Data supplied:

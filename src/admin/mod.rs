//! Internal status endpoint.
//!
//! `/_internal_status` with a matching `x-auth-token` returns process
//! memory usage and the proxied request count as JSON. Requests on that
//! path without the header are routed like any other request.

pub mod auth;
pub mod handlers;

pub use auth::{verify_token, Unauthorized, X_AUTH_TOKEN};
pub use handlers::{MemoryUsage, StatusEndpoint, StatusPayload};

/// Reserved path of the status endpoint.
pub const INTERNAL_STATUS_PATH: &str = "/_internal_status";
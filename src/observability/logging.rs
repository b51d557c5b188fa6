//! Structured logging.
//!
//! # Design Decisions
//! - Uses tracing crate for structured logging
//! - `RUST_LOG` wins; otherwise the configured level applies to this
//!   crate and to tower-http's request spans

use tracing_subscriber::{layer::SubscriberExt, util::SubscriberInitExt, EnvFilter};

/// Install the global subscriber. Safe to call more than once; only the
/// first call takes effect.
pub fn init(log_level: &str) {
    let filter = EnvFilter::try_from_default_env()
        .unwrap_or_else(|_| default_filter(log_level).into());

    let _ = tracing_subscriber::registry()
        .with(filter)
        .with(tracing_subscriber::fmt::layer())
        .try_init();
}

fn default_filter(log_level: &str) -> String {
    format!("vhost_proxy={log_level},tower_http={log_level}")
}
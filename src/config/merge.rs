//! Recursive merge of configuration fragments.
//!
//! Objects merge key by key. Any other pairing (scalars, arrays, or
//! values of different kinds) is resolved in favour of the source:
//! the last fragment merged wins. A key keeps the position at which it
//! was first inserted, so iteration order follows the first declaration.

use serde_json::{Map, Value};

/// Merge `source` into `target`.
pub fn deep_merge(target: &mut Value, source: Value) {
    match (target, source) {
        (Value::Object(target), Value::Object(source)) => merge_objects(target, source),
        (target, source) => *target = source,
    }
}

/// Merge the keys of `source` into `target`, recursing into shared keys.
pub fn merge_objects(target: &mut Map<String, Value>, source: Map<String, Value>) {
    for (key, value) in source {
        match target.get_mut(&key) {
            Some(existing) => deep_merge(existing, value),
            None => {
                target.insert(key, value);
            }
        }
    }
}
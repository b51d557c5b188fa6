//! Per-request failures and their client-visible responses.

use axum::{
    http::{header::InvalidHeaderValue, StatusCode},
    response::{IntoResponse, Response},
};

use crate::admin::Unauthorized;
use crate::http::forwarder::ForwardError;
use crate::routing::NotFound;

/// Anything that stops a request from being answered normally.
///
/// Every variant maps to a response, so no request closes without one.
#[derive(Debug, thiserror::Error)]
pub enum DispatchError {
    /// Status request with a token that does not match.
    #[error(transparent)]
    Unauthorized(#[from] Unauthorized),

    /// No vhost for the request's host.
    #[error(transparent)]
    Unroutable(#[from] NotFound),

    /// The forwarder failed.
    #[error(transparent)]
    Upstream(#[from] ForwardError),

    /// The forwarding header could not be built.
    #[error("failed to build X-Forwarded-For: {0}")]
    ForwardingHeader(#[from] InvalidHeaderValue),
}

impl DispatchError {
    pub fn status(&self) -> StatusCode {
        match self {
            DispatchError::Unauthorized(_) => StatusCode::UNAUTHORIZED,
            DispatchError::Unroutable(_) => StatusCode::NOT_FOUND,
            DispatchError::Upstream(e) if e.is_connection_refused() => StatusCode::BAD_GATEWAY,
            DispatchError::Upstream(_) | DispatchError::ForwardingHeader(_) => {
                StatusCode::INTERNAL_SERVER_ERROR
            }
        }
    }
}

impl IntoResponse for DispatchError {
    fn into_response(self) -> Response {
        let status = self.status();
        let body = match &self {
            DispatchError::Unauthorized(e) => e.to_string(),
            DispatchError::Unroutable(e) => e.to_string(),
            _ if status == StatusCode::BAD_GATEWAY => "Bad Gateway".to_string(),
            _ => "Internal server error!".to_string(),
        };
        (status, body).into_response()
    }
}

Exercise prompt:
Copy the records above faithfully. Begin at their first line, end at the line containing "tower-http's request spans", and include nothing else.

Completed exercise:
filename src/admin/mod.rs
//! Internal status endpoint.
//!
//! `/_internal_status` with a matching `x-auth-token` returns process
//! memory usage and the proxied request count as JSON. Requests on that
//! path without the header are routed like any other request.

pub mod auth;
pub mod handlers;

pub use auth::{verify_token, Unauthorized, X_AUTH_TOKEN};
pub use handlers::{MemoryUsage, StatusEndpoint, StatusPayload};

/// Reserved path of the status endpoint.
pub const INTERNAL_STATUS_PATH: &str = "/_internal_status";
filename src/observability/logging.rs
repository b51d557c5b188fa6
//! Structured logging.
//!
//! # Design Decisions
//! - Uses tracing crate for structured logging
//! - `RUST_LOG` wins; otherwise the configured level applies to this
//!   crate and to tower-http's request spans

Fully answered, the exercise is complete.